A modified 1982 third generation black Firebird Trans Am was designed and cast for the NBC television series Knight Rider (1982–1986) as the Knight Industries Two Thousand or KITT, and voiced by William Daniels. It also served as an evil doppelganger called the Knight Automated Roving Robot or KARR, voiced by Peter Cullen, and later by Paul Frees. For the reunion movie Knight Rider 2000, KITT underwent a makeover and became the "Knight Industries 4000," a vehicle resembling the Pontiac Banshee concept car, but it was actually built using a Dodge Stealth and not a Firebird Trans Am.

A red 1982 third generation Firebird Trans Am appeared as the main protagonist's car in Data East's 1985 interactive movie video game Road Blaster.

==1983==

The Firebird remained basically unchanged from the previous model year. All automatic transmission Firebirds now received a T-handle shifter knob, and the shift indicator changed for the Automatic Overdrive 700-R4. Midyear, the L69 high output 305 cubic inch engine was introduced. This carbureted 190 hp V8 was virtually identical to the L69 engine in the Camaro Z28, but used a different air cleaner assembly (instead of the Camaro's dual-snorkel air cleaner, the Trans Am received yet another functional cold air intake, designed to utilize the bulged hood).

The S/E Firebirds now received the H/O (High Output) version of the 2.8-liter V6 engine RPO LL1 This model also received color changes from the 1982 model year; the WS6 special performance package continued to be available on the S/E.

The RPO "Y84" Recaro Edition Trans Am or "Recaro T/A", was revised for 1983. It was now built to the owner's tastes, including many more, or less options, and RPO "Y81" returned as the Recaro Edition Trans Am S/E without T-Tops. The LG4 was standard as was the WS6 package. The exterior remained virtually the same, except now the Firebird logo decals on the sail panels were replaced with gold-plated black and gold Firebird logo medallions. The interior now featured tan leather Recaro seats, carpeting, side panels, and the headliner.

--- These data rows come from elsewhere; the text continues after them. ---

//! End-to-end analysis scenarios: incremental chain updates, idempotence,
//! mode switching, clock-domain crossings and layout optimization.

use kairos_timing::{
    AdaptiveAnalyzer, AnalysisMode, AnalyzerConfig, Delay, DomainId, EdgeDelays, EdgeId, EdgeKind,
    FullAnalyzer, IncrAnalyzer, NodeId, NodeType, TagKind, TimingConstraints, TimingGraph,
};

struct Chain {
    graph: TimingGraph,
    constraints: TimingConstraints,
    delays: EdgeDelays,
    clk: DomainId,
    nodes: [NodeId; 4],
    edges: [EdgeId; 3],
}

/// A (input) -> B -> C -> D (output), every edge 1.0 ns.
fn chain() -> Chain {
    let mut constraints = TimingConstraints::new();
    let clk = constraints.create_clock_domain("clk");
    let mut graph = TimingGraph::new();
    let a = graph.add_node(NodeType::InputSource, Some(clk), false).unwrap();
    let b = graph.add_node(NodeType::PrimitiveOutputPin, None, false).unwrap();
    let c = graph.add_node(NodeType::PrimitiveOutputPin, None, false).unwrap();
    let d = graph.add_node(NodeType::OutputSink, Some(clk), false).unwrap();
    let ab = graph.add_edge(a, b, EdgeKind::Combinational).unwrap();
    let bc = graph.add_edge(b, c, EdgeKind::Combinational).unwrap();
    let cd = graph.add_edge(c, d, EdgeKind::Combinational).unwrap();
    graph.levelize().unwrap();
    constraints.add_input_constraint(a, 0.0);
    Chain {
        graph,
        constraints,
        delays: EdgeDelays::uniform(3, Delay::fixed(1.0)),
        clk,
        nodes: [a, b, c, d],
        edges: [ab, bc, cd],
    }
}

#[test]
fn chain_levels() {
    let ch = chain();
    for (expected, &node) in ch.nodes.iter().enumerate() {
        assert_eq!(ch.graph.node_level(node).unwrap().index(), expected);
    }
    assert_eq!(ch.graph.primary_outputs(), &[ch.nodes[3]]);
}

#[test]
fn chain_incremental_update_skips_upstream_nodes() {
    let mut ch = chain();
    let config = AnalyzerConfig {
        incr_threshold_fraction: 0.5,
    };
    let mut sta = AdaptiveAnalyzer::new(&ch.graph, &ch.constraints, config).unwrap();
    sta.update_timing(&ch.delays);
    let [a, b, c, d] = ch.nodes;
    assert_eq!(sta.setup_tags(d, TagKind::DataArrival).time(ch.clk), Some(3.0));

    let before_a = sta.setup_node_tags(a).clone();
    let before_b = sta.setup_node_tags(b).clone();

    ch.delays.set_delay(ch.edges[1], Delay::fixed(5.0));
    sta.invalidate_edge(ch.edges[1]);
    assert_eq!(sta.mode(), AnalysisMode::Incremental);
    sta.update_timing(&ch.delays);

    assert_eq!(sta.setup_tags(c, TagKind::DataArrival).time(ch.clk), Some(6.0));
    assert_eq!(sta.setup_tags(d, TagKind::DataArrival).time(ch.clk), Some(7.0));
    assert_eq!(sta.setup_node_tags(a), &before_a);
    assert_eq!(sta.setup_node_tags(b), &before_b);
    assert_eq!(sta.get_profiling_data("arrival_traversed_nodes"), Some(2.0));
    assert!(!sta.modified_nodes().contains(&a));
    assert!(!sta.modified_nodes().contains(&b));
    assert_eq!(sta.modified_nodes(), &[c, d]);
    assert_eq!(sta.profiling().num_incr_updates, 2);
}

#[test]
fn chain_default_threshold_falls_back_to_full() {
    let mut ch = chain();
    let mut sta =
        AdaptiveAnalyzer::new(&ch.graph, &ch.constraints, AnalyzerConfig::default()).unwrap();
    sta.update_timing(&ch.delays);

    // 3 edges * 0.1: a single invalidation is already past the threshold.
    ch.delays.set_delay(ch.edges[1], Delay::fixed(5.0));
    sta.invalidate_edge(ch.edges[1]);
    sta.update_timing(&ch.delays);
    assert_eq!(sta.profiling().num_full_updates, 1);
    assert_eq!(sta.setup_tags(ch.nodes[3], TagKind::DataArrival).time(ch.clk), Some(7.0));
}

#[test]
fn second_update_is_idempotent() {
    let ch = chain();
    let mut sta = IncrAnalyzer::new(&ch.graph, &ch.constraints, AnalyzerConfig::default()).unwrap();
    sta.update_timing(&ch.delays);
    let first: Vec<_> = ch
        .graph
        .nodes()
        .map(|n| (sta.setup_node_tags(n).clone(), sta.hold_node_tags(n).clone()))
        .collect();

    sta.update_timing(&ch.delays);
    let second: Vec<_> = ch
        .graph
        .nodes()
        .map(|n| (sta.setup_node_tags(n).clone(), sta.hold_node_tags(n).clone()))
        .collect();
    assert_eq!(first, second);
    assert_eq!(sta.get_profiling_data("arrival_traversed_nodes"), Some(0.0));
    assert_eq!(sta.get_profiling_data("required_traversed_nodes"), Some(0.0));
    assert_eq!(sta.get_profiling_data("slack_traversed_nodes"), Some(0.0));
    assert!(sta.modified_nodes().is_empty());
}

/// `n` independent input -> output paths.
fn parallel_paths(n: usize) -> (TimingGraph, TimingConstraints) {
    let mut constraints = TimingConstraints::new();
    let clk = constraints.create_clock_domain("clk");
    let mut graph = TimingGraph::new();
    let mut inputs = Vec::new();
    for _ in 0..n {
        let i = graph.add_node(NodeType::InputSource, Some(clk), false).unwrap();
        let o = graph.add_node(NodeType::OutputSink, Some(clk), false).unwrap();
        graph.add_edge(i, o, EdgeKind::Combinational).unwrap();
        inputs.push(i);
    }
    graph.levelize().unwrap();
    for i in inputs {
        constraints.add_input_constraint(i, 0.0);
    }
    (graph, constraints)
}

#[test]
fn mode_switch_threshold() {
    let (graph, constraints) = parallel_paths(20);
    let delays = EdgeDelays::uniform(20, Delay::fixed(1.0));
    let config = AnalyzerConfig {
        incr_threshold_fraction: 0.25,
    };
    let mut sta = AdaptiveAnalyzer::new(&graph, &constraints, config).unwrap();
    sta.update_timing(&delays);

    // 20 * 0.25 = 5: five distinct edges stay incremental.
    for e in 0..5 {
        sta.invalidate_edge(EdgeId::from_raw(e));
        sta.invalidate_edge(EdgeId::from_raw(e));
    }
    sta.update_timing(&delays);
    assert_eq!(sta.profiling().num_full_updates, 0);
    assert_eq!(sta.profiling().num_incr_updates, 2);

    // The sixth distinct edge crosses it.
    for e in 0..6 {
        sta.invalidate_edge(EdgeId::from_raw(e));
    }
    assert_eq!(sta.mode(), AnalysisMode::Full);
    sta.update_timing(&delays);
    assert_eq!(sta.profiling().num_full_updates, 1);
    assert_eq!(sta.profiling().num_incr_updates, 2);
    assert_eq!(sta.mode(), AnalysisMode::Incremental);
}

#[test]
fn cross_domain_paths_use_pair_constraints() {
    let mut tc = TimingConstraints::new();
    let fast = tc.create_clock_domain("fast");
    let slow = tc.create_clock_domain("slow");
    let mut g = TimingGraph::new();
    let in_fast = g.add_node(NodeType::InputSource, Some(fast), false).unwrap();
    let in_slow = g.add_node(NodeType::InputSource, Some(slow), false).unwrap();
    let join = g.add_node(NodeType::PrimitiveOutputPin, None, false).unwrap();
    let out = g.add_node(NodeType::OutputSink, Some(slow), false).unwrap();
    g.add_edge(in_fast, join, EdgeKind::Combinational).unwrap();
    g.add_edge(in_slow, join, EdgeKind::Combinational).unwrap();
    let to_out = g.add_edge(join, out, EdgeKind::Combinational).unwrap();
    g.levelize().unwrap();
    tc.add_input_constraint(in_fast, 0.5);
    tc.add_input_constraint(in_slow, 1.0);
    tc.add_output_constraint(out, 1.0);
    tc.add_setup_clock_constraint(fast, slow, 5.0);
    tc.add_setup_clock_constraint(slow, slow, 20.0);

    let delays = EdgeDelays::uniform(g.edge_count(), Delay::new(1.0, 2.0));
    let mut sta = FullAnalyzer::new(&g, &tc, AnalyzerConfig::default()).unwrap();
    sta.update_timing(&delays);

    let arrivals = sta.setup_tags(out, TagKind::DataArrival);
    assert_eq!(arrivals.len(), 2);
    assert_eq!(arrivals.time(fast), Some(4.5));
    assert_eq!(arrivals.time(slow), Some(5.0));
    assert_eq!(sta.setup_tags(out, TagKind::DataRequired).time(fast), Some(4.0));
    assert_eq!(sta.setup_tags(out, TagKind::DataRequired).time(slow), Some(19.0));
    assert_eq!(sta.setup_tags(out, TagKind::Slack).time(fast), Some(-0.5));
    assert_eq!(sta.setup_edge_slacks(to_out).time(fast), Some(-0.5));
    assert_eq!(sta.setup_worst_negative_slack(), -0.5);
    assert_eq!(sta.setup_total_negative_slack(), 0.5);

    // No hold constraints: no hold required times anywhere.
    assert!(sta.hold_tags(out, TagKind::DataRequired).is_empty());
    assert!(sta.hold_edge_slacks(to_out).is_empty());
}

#[test]
fn clock_skew_and_setup_time_shift_the_capture_edge() {
    let mut tc = TimingConstraints::new();
    let clk = tc.create_clock_domain("clk");
    let mut g = TimingGraph::new();
    let clock = g.add_node(NodeType::ClockSource, Some(clk), true).unwrap();
    let ck_a = g.add_node(NodeType::RegisterClockPin, None, false).unwrap();
    let q_a = g.add_node(NodeType::RegisterDataSource, None, false).unwrap();
    let ck_b = g.add_node(NodeType::RegisterClockPin, None, false).unwrap();
    let d_b = g.add_node(NodeType::RegisterDataSink, None, false).unwrap();
    let skew_a = g.add_edge(clock, ck_a, EdgeKind::Combinational).unwrap();
    let skew_b = g.add_edge(clock, ck_b, EdgeKind::Combinational).unwrap();
    let tco = g.add_edge(ck_a, q_a, EdgeKind::ClockLaunch).unwrap();
    let data = g.add_edge(q_a, d_b, EdgeKind::Combinational).unwrap();
    let check = g.add_edge(ck_b, d_b, EdgeKind::ClockCapture).unwrap();
    g.levelize().unwrap();
    tc.add_setup_clock_constraint(clk, clk, 10.0);
    tc.add_hold_clock_constraint(clk, clk, 0.0);

    let mut delays = EdgeDelays::new(g.edge_count());
    delays.set_delay(skew_a, Delay::new(0.5, 1.0));
    delays.set_delay(skew_b, Delay::new(1.5, 2.0));
    delays.set_delay(tco, Delay::new(0.25, 0.5));
    delays.set_delay(data, Delay::new(3.0, 6.0));
    delays.set_check_times(check, 0.5, 0.25);

    let mut sta = IncrAnalyzer::new(&g, &tc, AnalyzerConfig::default()).unwrap();
    sta.update_timing(&delays);

    // setup: arrival 1.0 + 0.5 + 6.0, required 2.0 - 0.5 + 10.0
    assert_eq!(sta.setup_tags(d_b, TagKind::DataArrival).time(clk), Some(7.5));
    assert_eq!(sta.setup_tags(d_b, TagKind::DataRequired).time(clk), Some(11.5));
    assert_eq!(sta.setup_tags(d_b, TagKind::Slack).time(clk), Some(4.0));
    // hold: arrival 0.5 + 0.25 + 3.0, required 1.5 + 0.25
    assert_eq!(sta.hold_tags(d_b, TagKind::DataArrival).time(clk), Some(3.75));
    assert_eq!(sta.hold_tags(d_b, TagKind::DataRequired).time(clk), Some(1.75));
    assert_eq!(sta.hold_tags(d_b, TagKind::Slack).time(clk), Some(2.0));

    // A later capture clock relaxes setup.
    delays.set_delay(skew_b, Delay::new(1.5, 3.0));
    sta.invalidate_edge(skew_b);
    sta.update_timing(&delays);
    assert_eq!(sta.setup_tags(d_b, TagKind::Slack).time(clk), Some(5.0));
    assert_eq!(sta.get_profiling_data("arrival_traversed_nodes"), Some(2.0));
}

#[test]
fn layout_optimization_preserves_results() {
    let mut tc = TimingConstraints::new();
    let clk = tc.create_clock_domain("clk");
    let mut g = TimingGraph::new();
    // Created sink-first so that storage order differs from level order.
    let out = g.add_node(NodeType::OutputSink, Some(clk), false).unwrap();
    let mid2 = g.add_node(NodeType::PrimitiveOutputPin, None, false).unwrap();
    let mid1 = g.add_node(NodeType::PrimitiveInputPin, None, false).unwrap();
    let inp = g.add_node(NodeType::InputSource, Some(clk), false).unwrap();
    let side = g.add_node(NodeType::InputSource, Some(clk), false).unwrap();
    g.add_edge(mid2, out, EdgeKind::Combinational).unwrap();
    g.add_edge(side, mid2, EdgeKind::Combinational).unwrap();
    g.add_edge(mid1, mid2, EdgeKind::Combinational).unwrap();
    g.add_edge(inp, mid1, EdgeKind::Combinational).unwrap();
    g.levelize().unwrap();
    tc.add_input_constraint(inp, 0.0);
    tc.add_input_constraint(side, 2.0);
    tc.add_output_constraint(out, 0.5);
    tc.add_setup_clock_constraint(clk, clk, 6.0);
    tc.add_hold_clock_constraint(clk, clk, 0.0);
    let mut delays = EdgeDelays::new(g.edge_count());
    for (i, e) in g.edges().enumerate() {
        delays.set_delay(e, Delay::new(0.25 * (i + 1) as f64, 0.5 * (i + 1) as f64));
    }

    let mut g2 = g.clone();
    let node_map = g2.optimize_node_layout().unwrap();
    let edge_map = g2.optimize_edge_layout().unwrap();
    g2.validate().unwrap();
    let mut tc2 = tc.clone();
    tc2.remap_nodes(&node_map);
    let mut delays2 = delays.clone();
    delays2.remap(&edge_map);

    let mut before = FullAnalyzer::new(&g, &tc, AnalyzerConfig::default()).unwrap();
    before.update_timing(&delays);
    let mut after = FullAnalyzer::new(&g2, &tc2, AnalyzerConfig::default()).unwrap();
    after.update_timing(&delays2);

    for (old, new) in node_map.iter() {
        assert_eq!(g.node_type(old), g2.node_type(new));
        assert_eq!(g.node_domain(old), g2.node_domain(new));
        assert_eq!(before.setup_node_tags(old), after.setup_node_tags(new));
        assert_eq!(before.hold_node_tags(old), after.hold_node_tags(new));
    }
    for (old, new) in edge_map.iter() {
        assert_eq!(
            node_map.get(g.edge_src(old)),
            g2.edge_src(new),
            "edge {old} moved to {new}"
        );
        assert_eq!(before.setup_edge_slacks(old), after.setup_edge_slacks(new));
        assert_eq!(before.hold_edge_slacks(old), after.hold_edge_slacks(new));
    }
    assert_eq!(before.critical_path_delay(), after.critical_path_delay());
}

In its second year, the third-generation Trans Am was again selected as the Daytona 500 Pace Car, and Pontiac offered a total of 2,500 Daytona Pace Car replicas through their dealerships. The exterior was painted with a two-tone white/charcoal paint scheme, "Official Pace Car" decals on the doors, "NASCAR" decals on the rear quarter panels, and "PONTIAC" decals on the front windshield and rear glass. Decorating the front fenders just above the "TRANS AM" script were "25th ANNIVERSARY DAYTONA 500" emblems. A new graphic adorned the power bulge of the pace car's hood, and these limited-edition cars were the first to feature a special RPO W62, full-body ground-effects package that extended around the entire car and molded plastic panels. "TRANS AM" script appeared on the right-hand panel, in place of the standard Firebird nose grilles. Two different set of wheels were offered: 1) 15-inch "AERO" wheels with White "Bowling Ball" hub caps, or 2) silver-finned wheels. The interior featured red gauge lighting, leather-clad steering wheel, shifter knob, and brake handle, a special dash plaque, "Daytona 500" floor-mats, and two-tone grey leather/suede Recaro seats. 1,980 of these pace cars came with the LU5 Crossfire-injected 305 mated to the new 700R4 4-speed overdrive automatic transmission; while 520 of them had the carbureted LG4 305 mated to the T-5 Borg-Warner 5-speed manual.

This year also saw the introduction of a two-seat, factory-backed aftermarket-built convertible roadster known as the Trans Am Auto Form Roadster. These cars were built by Auto Form Sales Corporation of Elkhart, Indiana, and involved the removal of the roof and rear hatch and replacing it with a custom rear tonneau cover deck with twin-hump styling which covered the rear seating area. The deck was rear-hinged to open for stowage of the soft-top roof and had a separately-opening section for access to the luggage compartment. Reinforcement was also added to aid in body rigidity after the removal of the roof. A total of 50 examples were produced through to 1986.

==1984==

Total production for Firebird models increased to 128,304 units, making this the best-selling year of the third-generation Firebird.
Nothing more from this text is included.